Backend & Data
Bloom filters — saying "probably" to save a lookup
Some of the best tricks in computing come from relaxing a requirement. A Bloom filter answers one question — "is this item in the set?" — using a fraction of the memory a real set would need. The catch: it can be wrong in one direction. It may say "probably yes" when the answer is no, but it will never say "no" when the answer is yes. That one-sided error is exactly what makes it so cheap and so useful.

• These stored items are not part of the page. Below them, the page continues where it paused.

//! Terminal UI module using ratatui.
//!
//! This module provides the TUI rendering and input handling:
//!
//! - `render`: Frame layout, title bar, status bar and overlays
//! - `input`: Keyboard event handling
//! - `styles`: Color schemes and text styling
//! - `sidebar`: Grouped navigation panel
//! - `pages`: Page-specific content rendering (dashboard, list, detail, form)

pub mod input;
pub mod pages;
pub mod render;
pub mod sidebar;
pub mod styles;
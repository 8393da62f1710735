//! Fixed-period background ticker driving the session countdown.

use std::time::Duration;

use tokio::task::JoinHandle;
use tokio::time::{interval_at, Instant, MissedTickBehavior};
use tracing::debug;

/// Calls `on_tick` once per period on a tokio task until the callback
/// returns `false` or the timer is dropped.
pub struct CountdownTimer {
    handle: JoinHandle<()>,
}

impl CountdownTimer {
    pub const DEFAULT_PERIOD: Duration = Duration::from_secs(1);

    /// Must be called from within a tokio runtime.
    pub fn spawn<F>(period: Duration, mut on_tick: F) -> Self
    where
        F: FnMut() -> bool + Send + 'static,
    {
        let handle = tokio::spawn(async move {
            let mut ticker = interval_at(Instant::now() + period, period);
            ticker.set_missed_tick_behavior(MissedTickBehavior::Delay);
            loop {
                ticker.tick().await;
                if !on_tick() {
                    debug!("Countdown timer stopped by its receiver");
                    break;
                }
            }
        });
        Self { handle }
    }

    pub fn is_finished(&self) -> bool {
        self.handle.is_finished()
    }
}

impl Drop for CountdownTimer {
    fn drop(&mut self) {
        self.handle.abort();
    }
}

#[cfg(test)]
mod tests {
    use super::*;
    use std::sync::atomic::{AtomicUsize, Ordering};
    use std::sync::Arc;

    #[tokio::test(start_paused = true)]
    async fn test_ticks_every_period_until_dropped() {
        let count = Arc::new(AtomicUsize::new(0));
        let seen = count.clone();
        let timer = CountdownTimer::spawn(Duration::from_secs(1), move || {
            seen.fetch_add(1, Ordering::SeqCst);
            true
        });

        tokio::time::sleep(Duration::from_millis(3_500)).await;
        let ticks = count.load(Ordering::SeqCst);
        assert_eq!(ticks, 3);

        drop(timer);
        tokio::time::sleep(Duration::from_secs(5)).await;
        assert_eq!(count.load(Ordering::SeqCst), ticks);
    }

    #[tokio::test(start_paused = true)]
    async fn test_callback_can_stop_the_timer() {
        let count = Arc::new(AtomicUsize::new(0));
        let seen = count.clone();
        let timer = CountdownTimer::spawn(Duration::from_secs(1), move || {
            seen.fetch_add(1, Ordering::SeqCst) < 1
        });

        tokio::time::sleep(Duration::from_secs(10)).await;
        assert_eq!(count.load(Ordering::SeqCst), 2);
        assert!(timer.is_finished());
    }
}
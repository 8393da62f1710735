//! Core library for touradmin.
//!
//! Everything the admin console needs apart from the terminal itself:
//!
//! - `api`: REST client for the tourism backend and the `ResourceApi` seam
//! - `auth`: token decoding, token storage, and the session guard
//! - `config`: persisted user configuration
//! - `nav`: the static navigation tree and its open/active state
//! - `pages`: list, detail, and form controllers shared by every resource
//! - `resources`: the resource catalogue (sliders, blogs, tours, ...)
//! - `routes`: route paths mirroring the admin pages
//! - `timer`: the countdown tick task
//! - `utils`: string formatting helpers

pub mod api;
pub mod auth;
pub mod config;
pub mod nav;
pub mod pages;
pub mod resources;
pub mod routes;
pub mod timer;
pub mod utils;

pub use api::{ApiClient, ApiError, ResourceApi};
pub use auth::{SessionGuard, SessionState, TokenStore};
pub use config::Config;
pub use resources::{Record, ResourceKind};
pub use routes::Route;
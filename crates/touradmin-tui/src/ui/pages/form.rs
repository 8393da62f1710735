use ratatui::{
    layout::Rect,
    text::{Line, Span},
    widgets::{Paragraph, Wrap},
    Frame,
};

use touradmin_core::pages::{FormMode, FormPage, LoadStatus};
use touradmin_core::resources::{FieldKind, FieldSpec};

use crate::ui::styles;

use super::{content_block, render_message};

/// Input text as shown in the form. Multi-line values keep their breaks.
pub fn input_lines(spec: &FieldSpec, value: &str) -> Vec<String> {
    match spec.kind {
        FieldKind::Bool => {
            let mark = if value == "true" { "x" } else { " " };
            vec![format!("[{}]", mark)]
        }
        _ if spec.kind.is_multiline() => value.split('\n').map(str::to_string).collect(),
        _ => vec![value.to_string()],
    }
}

fn hint(spec: &FieldSpec) -> &'static str {
    match spec.kind {
        FieldKind::Image => "  (URL or local file path)",
        FieldKind::Date => "  (YYYY-MM-DD)",
        FieldKind::RichText => "  (HTML)",
        FieldKind::Bool => "  (space to toggle)",
        _ => "",
    }
}

pub fn render_form(frame: &mut Frame, page: &FormPage, area: Rect, focused: bool) {
    let kind = page.kind();
    let title = match page.mode() {
        FormMode::Create => format!(" Add {} ", kind.singular()),
        FormMode::Edit(_) => format!(" Edit {} ", kind.singular()),
    };
    let block = content_block(title, focused);

    match page.status() {
        LoadStatus::Loading => return render_message(frame, block, "Loading...", false, area),
        LoadStatus::Failed(msg) => return render_message(frame, block, msg, true, area),
        LoadStatus::Loaded => {}
    }

    let mut lines = Vec::new();
    let mut focus_line = 0u16;

    for (i, spec) in page.fields().iter().enumerate() {
        let is_focused = i == page.focus();
        if is_focused {
            focus_line = lines.len() as u16;
        }
        let required = if spec.required { "*" } else { "" };
        let label_style = if is_focused {
            styles::highlight_style()
        } else {
            styles::muted_style()
        };
        lines.push(Line::from(vec![
            Span::styled(format!(" {}{}", spec.label, required), label_style),
            Span::styled(hint(spec), styles::muted_style()),
        ]));

        let value_style = if is_focused {
            styles::selected_style()
        } else {
            styles::list_item_style()
        };
        let mut values = input_lines(spec, page.value(i));
        if is_focused && spec.kind != FieldKind::Bool {
            if let Some(last) = values.last_mut() {
                last.push('▌');
            }
        }
        for text in values {
            lines.push(Line::from(Span::styled(format!("   {}", text), value_style)));
        }
        lines.push(Line::from(""));
    }

    if page.is_submitting() {
        lines.push(Line::from(Span::styled(" Saving...", styles::muted_style())));
    } else if let Some(error) = page.error() {
        lines.push(Line::from(Span::styled(format!(" {}", error), styles::error_style())));
    }

    // Keep the focused field in view
    let visible = area.height.saturating_sub(2);
    let scroll = focus_line.saturating_sub(visible / 2);

    let paragraph = Paragraph::new(lines)
        .block(block)
        .wrap(Wrap { trim: false })
        .scroll((scroll, 0));
    frame.render_widget(paragraph, area);
}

How it works: bits and hashes
A Bloom filter is just a big array of bits, all starting at 0, plus a handful of hash functions. To add an item, hash it with each function to get several positions, and set those bits to 1. To check an item, hash it the same way and look: if any of those bits is 0, the item was definitely never added. If all are 1, it's probably present — probably, because other items might have set those same bits.
The one-sided guarantee
This asymmetry is the whole point. A "no" is certain — you skipped a bit that any real member would have set. A "yes" is only probable — a false positive, where unrelated items happened to set all the bits you checked. There are never false negatives. So a Bloom filter is perfect as a cheap first gate in front of an expensive lookup.
It's a memory-tiny "have I seen this?" checker. If it says no, that's the truth. If it says yes, it's usually right but might be bluffing — so you only pay for the slow real lookup on a "yes".
Where it earns its keep
- Databases check a Bloom filter before hitting disk: if the filter says the key isn't in this file, skip the read entirely. Huge savings on lookups for keys that don't exist.
- Caches and CDNs use them to avoid caching one-hit-wonder URLs.
- Web browsers and security tools have used them to test URLs against big blocklists without shipping the whole list.
The knobs are the trade-off: more bits and more hash functions push the false-positive rate down, at the cost of memory. You size it for your tolerance — say 1% false positives — and enjoy answering a set-membership question in a few bits per item instead of storing every item. It's the same spirit as a database index or a cache: spend a little cheap structure up front to avoid a lot of expensive work later.